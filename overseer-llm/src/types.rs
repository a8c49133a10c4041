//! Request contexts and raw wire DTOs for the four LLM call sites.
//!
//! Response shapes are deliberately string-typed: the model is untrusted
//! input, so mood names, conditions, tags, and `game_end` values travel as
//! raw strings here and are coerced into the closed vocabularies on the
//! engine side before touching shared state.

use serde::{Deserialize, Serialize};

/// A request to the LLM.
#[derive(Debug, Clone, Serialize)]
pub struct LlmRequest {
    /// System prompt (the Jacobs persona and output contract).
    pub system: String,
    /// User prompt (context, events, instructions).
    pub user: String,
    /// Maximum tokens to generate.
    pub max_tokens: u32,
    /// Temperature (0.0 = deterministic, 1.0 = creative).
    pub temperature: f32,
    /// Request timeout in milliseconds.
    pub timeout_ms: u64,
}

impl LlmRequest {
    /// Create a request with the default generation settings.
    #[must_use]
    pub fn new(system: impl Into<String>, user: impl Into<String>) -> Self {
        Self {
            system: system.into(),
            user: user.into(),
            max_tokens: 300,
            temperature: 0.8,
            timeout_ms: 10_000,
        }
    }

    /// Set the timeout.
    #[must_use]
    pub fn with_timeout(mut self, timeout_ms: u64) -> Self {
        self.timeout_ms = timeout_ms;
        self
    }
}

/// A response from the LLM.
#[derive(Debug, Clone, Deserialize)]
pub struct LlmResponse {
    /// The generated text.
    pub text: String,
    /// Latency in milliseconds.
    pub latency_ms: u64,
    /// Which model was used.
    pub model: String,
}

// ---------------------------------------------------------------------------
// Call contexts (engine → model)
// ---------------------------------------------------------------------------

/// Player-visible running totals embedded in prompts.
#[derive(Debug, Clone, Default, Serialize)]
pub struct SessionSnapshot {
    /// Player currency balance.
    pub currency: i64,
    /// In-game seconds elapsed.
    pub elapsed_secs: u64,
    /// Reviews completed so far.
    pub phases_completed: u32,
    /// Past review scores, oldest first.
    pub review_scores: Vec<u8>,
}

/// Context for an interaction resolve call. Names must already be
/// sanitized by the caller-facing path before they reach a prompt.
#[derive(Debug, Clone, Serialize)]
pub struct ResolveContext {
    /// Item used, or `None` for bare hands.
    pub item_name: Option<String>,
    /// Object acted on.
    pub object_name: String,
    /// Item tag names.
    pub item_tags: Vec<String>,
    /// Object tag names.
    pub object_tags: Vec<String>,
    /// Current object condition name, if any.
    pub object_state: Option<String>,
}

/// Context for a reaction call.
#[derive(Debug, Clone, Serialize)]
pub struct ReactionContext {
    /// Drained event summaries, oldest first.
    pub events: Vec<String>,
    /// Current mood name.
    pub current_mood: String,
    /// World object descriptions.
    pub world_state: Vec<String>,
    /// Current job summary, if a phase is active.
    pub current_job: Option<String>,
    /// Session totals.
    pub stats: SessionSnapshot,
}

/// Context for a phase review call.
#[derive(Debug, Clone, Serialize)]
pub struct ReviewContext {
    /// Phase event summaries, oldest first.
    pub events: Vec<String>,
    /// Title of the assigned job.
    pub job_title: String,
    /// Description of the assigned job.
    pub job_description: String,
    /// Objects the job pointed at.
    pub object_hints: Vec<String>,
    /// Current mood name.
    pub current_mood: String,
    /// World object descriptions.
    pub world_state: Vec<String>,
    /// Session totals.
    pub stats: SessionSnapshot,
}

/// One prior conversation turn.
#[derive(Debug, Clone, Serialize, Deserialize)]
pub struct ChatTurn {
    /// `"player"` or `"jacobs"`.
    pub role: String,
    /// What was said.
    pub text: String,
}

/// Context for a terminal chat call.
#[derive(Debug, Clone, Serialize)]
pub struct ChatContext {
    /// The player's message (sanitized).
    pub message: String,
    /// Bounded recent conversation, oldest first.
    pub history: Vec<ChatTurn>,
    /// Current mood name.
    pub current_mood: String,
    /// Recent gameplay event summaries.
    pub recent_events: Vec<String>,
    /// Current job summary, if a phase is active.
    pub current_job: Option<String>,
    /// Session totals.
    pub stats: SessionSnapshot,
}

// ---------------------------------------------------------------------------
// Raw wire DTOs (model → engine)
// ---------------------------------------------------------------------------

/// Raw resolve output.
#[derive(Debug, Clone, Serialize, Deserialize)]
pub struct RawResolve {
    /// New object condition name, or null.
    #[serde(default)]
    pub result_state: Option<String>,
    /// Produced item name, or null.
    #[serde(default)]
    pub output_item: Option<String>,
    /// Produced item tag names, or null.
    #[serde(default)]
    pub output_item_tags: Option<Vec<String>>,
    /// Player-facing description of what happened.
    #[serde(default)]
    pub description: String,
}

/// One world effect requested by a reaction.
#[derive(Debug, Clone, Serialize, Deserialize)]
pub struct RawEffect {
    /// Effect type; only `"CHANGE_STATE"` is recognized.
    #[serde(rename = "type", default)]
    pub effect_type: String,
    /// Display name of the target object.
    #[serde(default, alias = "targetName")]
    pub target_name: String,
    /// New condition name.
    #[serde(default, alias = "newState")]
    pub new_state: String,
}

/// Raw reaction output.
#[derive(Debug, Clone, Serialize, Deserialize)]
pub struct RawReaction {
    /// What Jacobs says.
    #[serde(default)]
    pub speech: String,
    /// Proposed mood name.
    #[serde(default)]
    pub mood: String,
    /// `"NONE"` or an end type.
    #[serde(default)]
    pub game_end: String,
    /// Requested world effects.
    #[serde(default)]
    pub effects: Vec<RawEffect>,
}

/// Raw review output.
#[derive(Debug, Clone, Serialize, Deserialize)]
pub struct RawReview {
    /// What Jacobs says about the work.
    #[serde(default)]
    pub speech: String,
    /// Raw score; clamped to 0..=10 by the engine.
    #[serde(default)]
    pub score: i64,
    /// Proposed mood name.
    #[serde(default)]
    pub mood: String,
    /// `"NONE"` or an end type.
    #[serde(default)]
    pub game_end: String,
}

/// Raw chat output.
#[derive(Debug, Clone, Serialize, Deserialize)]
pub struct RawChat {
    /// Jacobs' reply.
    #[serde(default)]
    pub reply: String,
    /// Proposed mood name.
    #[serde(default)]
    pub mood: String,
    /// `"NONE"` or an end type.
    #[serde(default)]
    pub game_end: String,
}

= = = =

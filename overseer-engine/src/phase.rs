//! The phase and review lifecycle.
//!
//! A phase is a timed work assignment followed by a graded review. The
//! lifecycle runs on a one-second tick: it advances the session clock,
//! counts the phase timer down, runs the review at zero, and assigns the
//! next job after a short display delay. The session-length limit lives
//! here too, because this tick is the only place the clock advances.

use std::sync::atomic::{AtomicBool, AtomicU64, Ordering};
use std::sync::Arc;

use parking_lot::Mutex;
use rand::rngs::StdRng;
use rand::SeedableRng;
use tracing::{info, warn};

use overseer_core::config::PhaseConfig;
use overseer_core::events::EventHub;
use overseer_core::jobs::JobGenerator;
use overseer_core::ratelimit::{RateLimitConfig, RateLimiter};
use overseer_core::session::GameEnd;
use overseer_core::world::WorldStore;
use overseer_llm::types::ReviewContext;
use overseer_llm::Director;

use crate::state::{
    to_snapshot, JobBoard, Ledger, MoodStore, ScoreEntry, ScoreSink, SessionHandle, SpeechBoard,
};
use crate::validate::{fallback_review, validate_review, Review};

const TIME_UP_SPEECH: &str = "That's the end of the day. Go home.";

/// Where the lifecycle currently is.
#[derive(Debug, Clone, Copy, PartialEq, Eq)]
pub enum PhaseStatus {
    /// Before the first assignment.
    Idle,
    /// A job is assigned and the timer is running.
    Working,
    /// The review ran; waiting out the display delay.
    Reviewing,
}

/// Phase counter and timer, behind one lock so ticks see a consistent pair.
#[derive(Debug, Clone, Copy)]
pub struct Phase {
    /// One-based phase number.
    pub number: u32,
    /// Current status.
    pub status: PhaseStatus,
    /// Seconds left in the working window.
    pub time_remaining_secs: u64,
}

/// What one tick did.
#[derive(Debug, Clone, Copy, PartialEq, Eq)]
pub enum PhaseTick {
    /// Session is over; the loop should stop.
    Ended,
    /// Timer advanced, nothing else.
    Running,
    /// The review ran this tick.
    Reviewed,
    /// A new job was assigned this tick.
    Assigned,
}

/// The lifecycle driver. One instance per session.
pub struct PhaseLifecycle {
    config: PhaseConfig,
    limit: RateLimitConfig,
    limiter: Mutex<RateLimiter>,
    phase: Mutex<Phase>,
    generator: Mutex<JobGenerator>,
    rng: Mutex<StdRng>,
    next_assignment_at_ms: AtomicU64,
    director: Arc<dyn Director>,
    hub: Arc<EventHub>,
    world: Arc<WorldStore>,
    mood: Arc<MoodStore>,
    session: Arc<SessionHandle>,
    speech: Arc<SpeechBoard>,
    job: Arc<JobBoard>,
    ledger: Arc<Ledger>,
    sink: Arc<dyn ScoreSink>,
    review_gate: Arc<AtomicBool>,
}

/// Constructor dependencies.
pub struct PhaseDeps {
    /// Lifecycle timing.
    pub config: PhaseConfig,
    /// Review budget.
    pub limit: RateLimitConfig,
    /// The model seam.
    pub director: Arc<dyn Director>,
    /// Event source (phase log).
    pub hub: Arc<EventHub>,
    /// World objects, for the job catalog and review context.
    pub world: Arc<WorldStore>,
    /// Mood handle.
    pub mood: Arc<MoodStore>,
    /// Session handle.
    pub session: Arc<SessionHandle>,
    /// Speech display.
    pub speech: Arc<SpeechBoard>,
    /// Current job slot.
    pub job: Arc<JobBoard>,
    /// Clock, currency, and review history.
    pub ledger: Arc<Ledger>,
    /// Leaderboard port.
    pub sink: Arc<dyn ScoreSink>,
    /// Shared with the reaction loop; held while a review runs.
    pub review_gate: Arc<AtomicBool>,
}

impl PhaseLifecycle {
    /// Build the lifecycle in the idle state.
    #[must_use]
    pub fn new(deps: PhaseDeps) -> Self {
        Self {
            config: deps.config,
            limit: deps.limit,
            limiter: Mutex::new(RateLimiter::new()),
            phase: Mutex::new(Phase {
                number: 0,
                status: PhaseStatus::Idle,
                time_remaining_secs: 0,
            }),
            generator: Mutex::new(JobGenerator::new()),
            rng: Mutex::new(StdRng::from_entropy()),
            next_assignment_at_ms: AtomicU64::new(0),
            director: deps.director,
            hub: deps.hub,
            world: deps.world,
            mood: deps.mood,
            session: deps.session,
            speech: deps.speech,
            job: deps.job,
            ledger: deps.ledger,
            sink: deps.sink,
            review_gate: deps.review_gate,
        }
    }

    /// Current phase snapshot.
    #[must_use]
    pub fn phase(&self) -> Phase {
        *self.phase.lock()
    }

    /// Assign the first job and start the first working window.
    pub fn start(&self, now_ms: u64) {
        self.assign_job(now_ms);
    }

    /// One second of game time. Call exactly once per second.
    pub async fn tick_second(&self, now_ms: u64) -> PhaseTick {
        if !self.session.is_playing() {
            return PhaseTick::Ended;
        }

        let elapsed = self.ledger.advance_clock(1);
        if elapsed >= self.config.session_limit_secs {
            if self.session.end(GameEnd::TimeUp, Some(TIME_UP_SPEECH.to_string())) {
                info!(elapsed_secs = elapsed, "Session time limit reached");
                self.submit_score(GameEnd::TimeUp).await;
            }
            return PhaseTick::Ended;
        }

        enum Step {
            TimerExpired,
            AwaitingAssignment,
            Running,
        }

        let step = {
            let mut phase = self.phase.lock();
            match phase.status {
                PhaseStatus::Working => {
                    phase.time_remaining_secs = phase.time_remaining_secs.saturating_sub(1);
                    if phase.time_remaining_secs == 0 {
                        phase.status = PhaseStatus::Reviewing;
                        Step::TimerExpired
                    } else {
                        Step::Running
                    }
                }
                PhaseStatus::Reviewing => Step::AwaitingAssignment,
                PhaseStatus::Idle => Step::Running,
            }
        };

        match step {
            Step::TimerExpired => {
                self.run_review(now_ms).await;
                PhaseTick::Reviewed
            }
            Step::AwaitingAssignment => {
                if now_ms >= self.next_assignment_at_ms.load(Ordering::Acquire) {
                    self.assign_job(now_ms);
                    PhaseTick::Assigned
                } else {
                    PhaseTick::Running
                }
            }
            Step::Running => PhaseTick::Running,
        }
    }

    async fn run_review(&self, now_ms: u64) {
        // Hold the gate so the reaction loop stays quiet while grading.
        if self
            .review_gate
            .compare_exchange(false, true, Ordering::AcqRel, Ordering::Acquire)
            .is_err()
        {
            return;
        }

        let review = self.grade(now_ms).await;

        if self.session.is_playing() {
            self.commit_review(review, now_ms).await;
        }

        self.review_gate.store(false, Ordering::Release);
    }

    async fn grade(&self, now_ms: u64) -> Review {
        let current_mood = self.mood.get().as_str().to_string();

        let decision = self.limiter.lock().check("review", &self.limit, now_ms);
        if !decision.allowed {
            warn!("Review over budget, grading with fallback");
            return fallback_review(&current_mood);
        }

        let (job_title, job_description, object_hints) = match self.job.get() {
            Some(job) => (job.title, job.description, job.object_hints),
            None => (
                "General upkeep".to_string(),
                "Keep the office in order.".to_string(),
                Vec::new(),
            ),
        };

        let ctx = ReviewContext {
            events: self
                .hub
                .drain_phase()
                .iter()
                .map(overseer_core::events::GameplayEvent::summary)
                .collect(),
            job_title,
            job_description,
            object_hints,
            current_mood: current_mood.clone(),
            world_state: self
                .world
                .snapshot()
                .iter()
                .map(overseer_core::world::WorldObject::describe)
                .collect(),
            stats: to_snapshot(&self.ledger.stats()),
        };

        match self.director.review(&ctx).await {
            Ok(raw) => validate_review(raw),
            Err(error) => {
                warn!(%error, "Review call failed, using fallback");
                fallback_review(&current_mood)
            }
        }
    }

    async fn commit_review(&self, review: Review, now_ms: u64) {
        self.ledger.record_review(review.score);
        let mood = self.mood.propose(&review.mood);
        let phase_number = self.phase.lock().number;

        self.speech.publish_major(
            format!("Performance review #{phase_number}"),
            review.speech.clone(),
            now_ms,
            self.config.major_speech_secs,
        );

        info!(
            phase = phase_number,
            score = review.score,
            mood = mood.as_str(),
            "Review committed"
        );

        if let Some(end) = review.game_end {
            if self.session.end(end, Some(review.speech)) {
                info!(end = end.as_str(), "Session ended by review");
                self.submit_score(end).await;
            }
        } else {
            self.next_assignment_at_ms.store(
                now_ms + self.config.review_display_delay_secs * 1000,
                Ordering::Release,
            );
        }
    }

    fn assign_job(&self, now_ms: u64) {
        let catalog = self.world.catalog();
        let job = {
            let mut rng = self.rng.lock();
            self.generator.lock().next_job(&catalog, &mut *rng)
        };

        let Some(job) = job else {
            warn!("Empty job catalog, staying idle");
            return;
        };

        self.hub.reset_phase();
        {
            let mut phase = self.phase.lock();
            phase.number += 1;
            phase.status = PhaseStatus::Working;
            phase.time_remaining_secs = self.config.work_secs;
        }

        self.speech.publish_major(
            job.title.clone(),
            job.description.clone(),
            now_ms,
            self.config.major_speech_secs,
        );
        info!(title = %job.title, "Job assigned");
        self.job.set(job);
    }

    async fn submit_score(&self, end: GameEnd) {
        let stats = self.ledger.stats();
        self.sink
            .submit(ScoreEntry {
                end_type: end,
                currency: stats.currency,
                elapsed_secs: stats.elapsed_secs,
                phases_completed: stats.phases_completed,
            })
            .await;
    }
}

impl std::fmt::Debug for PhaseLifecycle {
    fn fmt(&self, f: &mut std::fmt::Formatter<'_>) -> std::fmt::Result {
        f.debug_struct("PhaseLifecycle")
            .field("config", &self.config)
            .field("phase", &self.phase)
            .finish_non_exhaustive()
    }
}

= = = =

● To do
If a line of the data holds the string "summaries", list it.

● Completed exercise
    /// Drained event summaries, oldest first.
    /// Phase event summaries, oldest first.
    /// Recent gameplay event summaries.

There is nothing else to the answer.